The rate at which a solute dissolves depends upon the size of the solute particles. Dissolution is a surface phenomenon, since it depends on solvent molecules colliding with the outer surface of the solute. A given quantity of solute dissolves faster when it is ground into small particles, rather than in the form of large pieces, because more surface area is exposed. A packet of granulated sugar exposes far more surface area to the solvent and dissolves more quickly than a sugar cube.
Agitation of the Solution
Dissolving sugar in water will occur more quickly if the water is stirred. The stirring allows fresh solvent molecules to continually be in contact with the solute. If it is not stirred, then the water right at the surface of the solute becomes saturated with dissolved sugar molecules, meaning that it is more difficult for additional solute to dissolve.

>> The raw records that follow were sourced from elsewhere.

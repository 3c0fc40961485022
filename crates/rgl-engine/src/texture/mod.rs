//! Textures shaders read and write: compute output images, sampled
//! textures and samplers.

mod error;
mod output;
mod sampler;
mod texture2d;

pub use error::TextureError;
pub use output::{OutputImage, OUTPUT_FORMAT};
pub use sampler::Sampler;
pub use texture2d::Texture2d;

/// A texture that can be bound at a texture unit.
pub trait SampledTexture {
    fn view(&self) -> &wgpu::TextureView;
}
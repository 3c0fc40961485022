use std::collections::BTreeMap;
use std::sync::Arc;

use bytemuck::Pod;

use crate::buffer::{GpuBuffer, ShaderStorageBuffer};
use crate::texture::{OutputImage, SampledTexture, Sampler};

/// Numbered binding points, each holding at most one resource.
///
/// Assigning to an occupied point replaces the occupant: a point only ever
/// observes the most recent resource.
#[derive(Debug)]
pub struct BindingTable<R> {
    slots: BTreeMap<u32, R>,
}

impl<R> BindingTable<R> {
    pub fn new() -> Self {
        Self {
            slots: BTreeMap::new(),
        }
    }

    /// Puts `resource` at `point`, returning what was there before.
    pub fn assign(&mut self, point: u32, resource: R) -> Option<R> {
        self.slots.insert(point, resource)
    }

    pub fn release(&mut self, point: u32) -> Option<R> {
        self.slots.remove(&point)
    }

    pub fn get(&self, point: u32) -> Option<&R> {
        self.slots.get(&point)
    }

    pub fn contains(&self, point: u32) -> bool {
        self.slots.contains_key(&point)
    }

    pub fn points(&self) -> impl Iterator<Item = u32> + '_ {
        self.slots.keys().copied()
    }

    pub fn len(&self) -> usize {
        self.slots.len()
    }

    pub fn is_empty(&self) -> bool {
        self.slots.is_empty()
    }
}

impl<R> Default for BindingTable<R> {
    fn default() -> Self {
        Self::new()
    }
}

/// Resources visible to programs, keyed by binding number.
///
/// Storage buffers, images, textures and samplers live in separate
/// namespaces: storage point 0 and image unit 0 are different slots. A
/// program resolves each `@binding(n)` in the namespace its type implies,
/// whatever its `@group`.
#[derive(Default)]
pub struct ResourceBindings {
    storage: BindingTable<Arc<dyn GpuBuffer>>,
    images: BindingTable<Arc<OutputImage>>,
    textures: BindingTable<Arc<dyn SampledTexture>>,
    samplers: BindingTable<Arc<Sampler>>,
}

impl ResourceBindings {
    pub fn new() -> Self {
        Self::default()
    }

    /// Attaches a storage buffer at its own binding point.
    pub fn attach_storage<T: Pod>(&mut self, buffer: &Arc<ShaderStorageBuffer<T>>) {
        let point = buffer.binding_point();
        self.attach_storage_at(point, Arc::clone(buffer) as Arc<dyn GpuBuffer>);
    }

    pub fn attach_storage_at(&mut self, point: u32, buffer: Arc<dyn GpuBuffer>) {
        if self.storage.assign(point, buffer).is_some() {
            log::trace!("storage point {point}: previous buffer replaced");
        }
    }

    pub fn detach_storage(&mut self, point: u32) -> Option<Arc<dyn GpuBuffer>> {
        self.storage.release(point)
    }

    /// Attaches an output image at its image unit.
    pub fn attach_image(&mut self, image: &Arc<OutputImage>) {
        if self.images.assign(image.unit(), Arc::clone(image)).is_some() {
            log::trace!("image unit {}: previous image replaced", image.unit());
        }
    }

    pub fn detach_image(&mut self, unit: u32) -> Option<Arc<OutputImage>> {
        self.images.release(unit)
    }

    pub fn attach_texture(&mut self, unit: u32, texture: Arc<dyn SampledTexture>) {
        if self.textures.assign(unit, texture).is_some() {
            log::trace!("texture unit {unit}: previous texture replaced");
        }
    }

    pub fn attach_sampler(&mut self, point: u32, sampler: Arc<Sampler>) {
        self.samplers.assign(point, sampler);
    }

    pub fn storage(&self, point: u32) -> Option<&dyn GpuBuffer> {
        self.storage.get(point).map(|b| b.as_ref())
    }

    pub fn image(&self, unit: u32) -> Option<&OutputImage> {
        self.images.get(unit).map(|i| i.as_ref())
    }

    pub fn texture(&self, unit: u32) -> Option<&dyn SampledTexture> {
        self.textures.get(unit).map(|t| t.as_ref())
    }

    pub fn sampler(&self, point: u32) -> Option<&Sampler> {
        self.samplers.get(point).map(|s| s.as_ref())
    }
}
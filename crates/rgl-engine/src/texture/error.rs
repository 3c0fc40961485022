use thiserror::Error;

#[derive(Debug, Clone, Error, Eq, PartialEq)]
pub enum TextureError {
    #[error("texture has zero size ({width}x{height})")]
    ZeroSize { width: u32, height: u32 },

    #[error("{width}x{height} texture exceeds the device limit of {limit} per side")]
    TooLarge { width: u32, height: u32, limit: u32 },

    #[error("expected {expected} bytes of RGBA8 data, got {actual}")]
    SizeMismatch { expected: usize, actual: usize },
}

pub(crate) fn check_extent(device: &wgpu::Device, width: u32, height: u32) -> Result<(), TextureError> {
    check_extent_limit(width, height, device.limits().max_texture_dimension_2d)
}

fn check_extent_limit(width: u32, height: u32, limit: u32) -> Result<(), TextureError> {
    if width == 0 || height == 0 {
        return Err(TextureError::ZeroSize { width, height });
    }
    if width > limit || height > limit {
        return Err(TextureError::TooLarge {
            width,
            height,
            limit,
        });
    }
    Ok(())
}

#[cfg(test)]
mod tests {
    use super::*;

    #[test]
    fn extent_checks() {
        assert_eq!(check_extent_limit(1000, 1000, 8192), Ok(()));
        assert_eq!(
            check_extent_limit(0, 10, 8192),
            Err(TextureError::ZeroSize {
                width: 0,
                height: 10
            })
        );
        assert!(matches!(
            check_extent_limit(10, 9000, 8192),
            Err(TextureError::TooLarge { .. })
        ));
    }
}
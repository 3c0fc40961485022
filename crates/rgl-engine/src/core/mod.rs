//! Contract between the window runtime and applications: the [`App`] trait
//! and the per-frame [`FrameCtx`].

mod app;
mod ctx;

pub use app::{App, AppControl};
pub use ctx::{FrameCtx, WindowCtx};
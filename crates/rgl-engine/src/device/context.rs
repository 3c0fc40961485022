use anyhow::{Context, Result, ensure};
use winit::dpi::PhysicalSize;
use winit::window::Window;

use super::init::{create_instance, request_device};
use super::surface::SurfaceState;
use super::{ComputeLimits, GpuFrame, GpuInit, SurfaceErrorAction};

/// Device, queue and the window surface frames are presented to.
///
/// `'w` is the window borrow the surface holds; the window runtime keeps
/// both in one self-referential entry.
pub struct Gpu<'w> {
    adapter: wgpu::Adapter,
    device: wgpu::Device,
    queue: wgpu::Queue,
    surface: SurfaceState<'w>,
}

impl<'w> Gpu<'w> {
    pub async fn new(window: &'w Window, init: GpuInit) -> Result<Self> {
        let size = window.inner_size();
        ensure!(
            size.width > 0 && size.height > 0,
            "window has zero size ({}x{})",
            size.width,
            size.height
        );

        let instance = create_instance();
        let surface = instance
            .create_surface(window)
            .context("failed to create wgpu surface")?;

        let adapter = instance
            .request_adapter(&wgpu::RequestAdapterOptions {
                power_preference: init.power_preference,
                compatible_surface: Some(&surface),
                force_fallback_adapter: false,
            })
            .await
            .context("no GPU adapter can present to this window")?;

        let (device, queue) = request_device(&adapter, &init).await?;

        let caps = surface.get_capabilities(&adapter);
        let surface = SurfaceState::configure(surface, &device, &caps, &init, size)
            .context("surface reports no supported formats")?;

        Ok(Self {
            adapter,
            device,
            queue,
            surface,
        })
    }

    pub fn surface_format(&self) -> wgpu::TextureFormat {
        self.surface.format()
    }

    /// Drawable size in physical pixels; zero while minimized.
    pub fn size(&self) -> PhysicalSize<u32> {
        self.surface.size()
    }

    pub fn adapter(&self) -> &wgpu::Adapter {
        &self.adapter
    }

    pub fn device(&self) -> &wgpu::Device {
        &self.device
    }

    pub fn queue(&self) -> &wgpu::Queue {
        &self.queue
    }

    pub fn compute_limits(&self) -> ComputeLimits {
        ComputeLimits::from_limits(&self.device.limits())
    }

    pub fn resize(&mut self, new_size: PhysicalSize<u32>) {
        self.surface.resize(&self.device, new_size);
    }

    /// Acquires the next surface texture and opens the frame encoder.
    pub fn begin_frame(&self) -> Result<GpuFrame, wgpu::SurfaceError> {
        let surface_texture = self.surface.acquire()?;
        let view = surface_texture
            .texture
            .create_view(&wgpu::TextureViewDescriptor::default());
        let encoder = self
            .device
            .create_command_encoder(&wgpu::CommandEncoderDescriptor {
                label: Some("rgl frame"),
            });

        Ok(GpuFrame {
            surface_texture,
            view,
            encoder,
        })
    }

    /// Submits everything recorded into `frame` and presents it.
    pub fn submit(&self, frame: GpuFrame) {
        let GpuFrame {
            surface_texture,
            view,
            encoder,
        } = frame;
        self.queue.submit([encoder.finish()]);
        drop(view);
        surface_texture.present();
    }

    pub fn handle_surface_error(&mut self, err: wgpu::SurfaceError) -> SurfaceErrorAction {
        self.surface.recover(&self.device, err)
    }
}
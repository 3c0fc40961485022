/// Owned sampler.
pub struct Sampler {
    sampler: wgpu::Sampler,
}

impl Sampler {
    /// Clamp-to-edge addressing with linear filtering.
    pub fn linear_clamp(device: &wgpu::Device) -> Self {
        let sampler = device.create_sampler(&wgpu::SamplerDescriptor {
            label: Some("rgl linear clamp sampler"),
            address_mode_u: wgpu::AddressMode::ClampToEdge,
            address_mode_v: wgpu::AddressMode::ClampToEdge,
            address_mode_w: wgpu::AddressMode::ClampToEdge,
            mag_filter: wgpu::FilterMode::Linear,
            min_filter: wgpu::FilterMode::Linear,
            mipmap_filter: wgpu::MipmapFilterMode::Nearest,
            ..Default::default()
        });
        Self { sampler }
    }

    pub fn raw(&self) -> &wgpu::Sampler {
        &self.sampler
    }
}
use serde::{Deserialize, Serialize};
use sqlx::FromRow;
use std::str::FromStr;

use crate::error::AppError;

/// File formats known to the converter
#[derive(Debug, Clone, Copy, PartialEq, Eq, Serialize, Deserialize)]
#[serde(rename_all = "lowercase")]
pub enum Format {
    Pdf,
    Docx,
    Jpg,
    Jpeg,
    Png,
    Svg,
}

impl Format {
    pub fn as_str(&self) -> &'static str {
        match self {
            Format::Pdf => "pdf",
            Format::Docx => "docx",
            Format::Jpg => "jpg",
            Format::Jpeg => "jpeg",
            Format::Png => "png",
            Format::Svg => "svg",
        }
    }

    /// Format implied by the extension of a file name, if any
    pub fn from_filename(name: &str) -> Option<Self> {
        let (_, ext) = name.rsplit_once('.')?;
        ext.parse().ok()
    }

    pub fn content_type(&self) -> &'static str {
        match self {
            Format::Pdf => "application/pdf",
            Format::Docx => {
                "application/vnd.openxmlformats-officedocument.wordprocessingml.document"
            }
            Format::Jpg | Format::Jpeg => "image/jpeg",
            Format::Png => "image/png",
            Format::Svg => "image/svg+xml",
        }
    }
}

impl FromStr for Format {
    type Err = AppError;

    /// Parse an extension or stored format name, case-insensitively
    fn from_str(s: &str) -> Result<Self, Self::Err> {
        match s.to_ascii_lowercase().as_str() {
            "pdf" => Ok(Format::Pdf),
            "docx" => Ok(Format::Docx),
            "jpg" => Ok(Format::Jpg),
            "jpeg" => Ok(Format::Jpeg),
            "png" => Ok(Format::Png),
            "svg" => Ok(Format::Svg),
            other => Err(AppError::UnsupportedFormat(format!("Unknown format: {}", other))),
        }
    }
}

/// The conversions offered over HTTP
#[derive(Debug, Clone, Copy, PartialEq, Eq)]
pub enum ConversionKind {
    PdfToDocx,
    DocxToPdf,
    ImageToSvg,
}

impl ConversionKind {
    /// Source formats accepted for this conversion
    pub fn accepts(&self) -> &'static [Format] {
        match self {
            ConversionKind::PdfToDocx => &[Format::Pdf],
            ConversionKind::DocxToPdf => &[Format::Docx],
            ConversionKind::ImageToSvg => &[Format::Jpg, Format::Jpeg, Format::Png],
        }
    }

    pub fn target(&self) -> Format {
        match self {
            ConversionKind::PdfToDocx => Format::Docx,
            ConversionKind::DocxToPdf => Format::Pdf,
            ConversionKind::ImageToSvg => Format::Svg,
        }
    }

    pub fn label(&self) -> &'static str {
        match self {
            ConversionKind::PdfToDocx => "PDF to Word",
            ConversionKind::DocxToPdf => "Word to PDF",
            ConversionKind::ImageToSvg => "Image to SVG",
        }
    }
}

/// Conversion status. Records are only written once the output is stored.
#[derive(Debug, Clone, Copy, PartialEq, Eq, Serialize, Deserialize)]
#[serde(rename_all = "lowercase")]
pub enum ConversionStatus {
    Converted,
}

impl ConversionStatus {
    pub fn as_str(&self) -> &'static str {
        match self {
            ConversionStatus::Converted => "converted",
        }
    }
}

/// Conversion record model
#[derive(Debug, Clone, FromRow, Serialize)]
pub struct ConversionRecord {
    pub id: String,
    pub filename: String,
    pub original_format: String,
    pub converted_format: String,
    pub status: String,
    pub blob_id: String,
    pub uploaded_at: String,
}

impl ConversionRecord {
    pub fn original_format(&self) -> Option<Format> {
        self.original_format.parse().ok()
    }

    pub fn converted_format(&self) -> Option<Format> {
        self.converted_format.parse().ok()
    }
}

/// Listing projection
#[derive(Debug, Clone, FromRow, Serialize)]
pub struct ConversionListItem {
    pub filename: String,
    pub blob_id: String,
}

/// Intent row written before a record and its blob are deleted
#[derive(Debug, Clone, FromRow, Serialize)]
pub struct PendingDeletion {
    pub record_id: String,
    pub blob_id: String,
    pub requested_at: String,
}

/// Insert request for a conversion record
#[derive(Debug, Clone)]
pub struct NewConversion {
    pub filename: String,
    pub original_format: Format,
    pub converted_format: Format,
    pub blob_id: String,
    pub uploaded_at: chrono::DateTime<chrono::Utc>,
}

/// Result of a successful conversion
#[derive(Debug, Clone, Serialize)]
pub struct ConversionResponse {
    pub record_id: String,
    pub download_id: String,
    pub filename: String,
    pub converted_format: Format,
}

#[cfg(test)]
mod tests {
    use super::*;

    #[test]
    fn test_format_from_filename() {
        assert_eq!(Format::from_filename("report.PDF"), Some(Format::Pdf));
        assert_eq!(Format::from_filename("a.b.docx"), Some(Format::Docx));
        assert_eq!(Format::from_filename("photo.jpeg"), Some(Format::Jpeg));
        assert_eq!(Format::from_filename("noext"), None);
        assert_eq!(Format::from_filename("archive.zip"), None);
    }

    #[test]
    fn test_format_parse() {
        assert_eq!("DOCX".parse::<Format>().unwrap(), Format::Docx);
        assert_eq!("svg".parse::<Format>().unwrap(), Format::Svg);
        assert!(matches!(
            "doc".parse::<Format>(),
            Err(AppError::UnsupportedFormat(_))
        ));
        for format in [Format::Pdf, Format::Docx, Format::Jpg, Format::Jpeg, Format::Png, Format::Svg] {
            assert_eq!(format.as_str().parse::<Format>().unwrap(), format);
        }
    }

    #[test]
    fn test_image_route_only_accepts_rasters() {
        let accepts = ConversionKind::ImageToSvg.accepts();
        assert!(accepts.contains(&Format::Png));
        assert!(!accepts.contains(&Format::Pdf));
        assert!(!accepts.contains(&Format::Docx));
        assert!(!accepts.contains(&Format::Svg));
    }
}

The sugar cube would eventually dissolve because random motions of the water molecules would bring enough fresh solvent into contact with the sugar, but the process would take much longer. It is important to realize that neither stirring nor breaking up a solute affect the overall amount of solute that dissolves—these actions only affect the rate of dissolution.
Heating up a solvent gives the molecules more kinetic energy. The increased rapid motion means that the solvent molecules collide with the solute with greater frequency, and that the collisions occur with more force. Both factors increase the rate at which the solute dissolves. As we will see in the next section, a temperature change not only affects the rate of dissolution, but also affects the amount of solute that dissolves.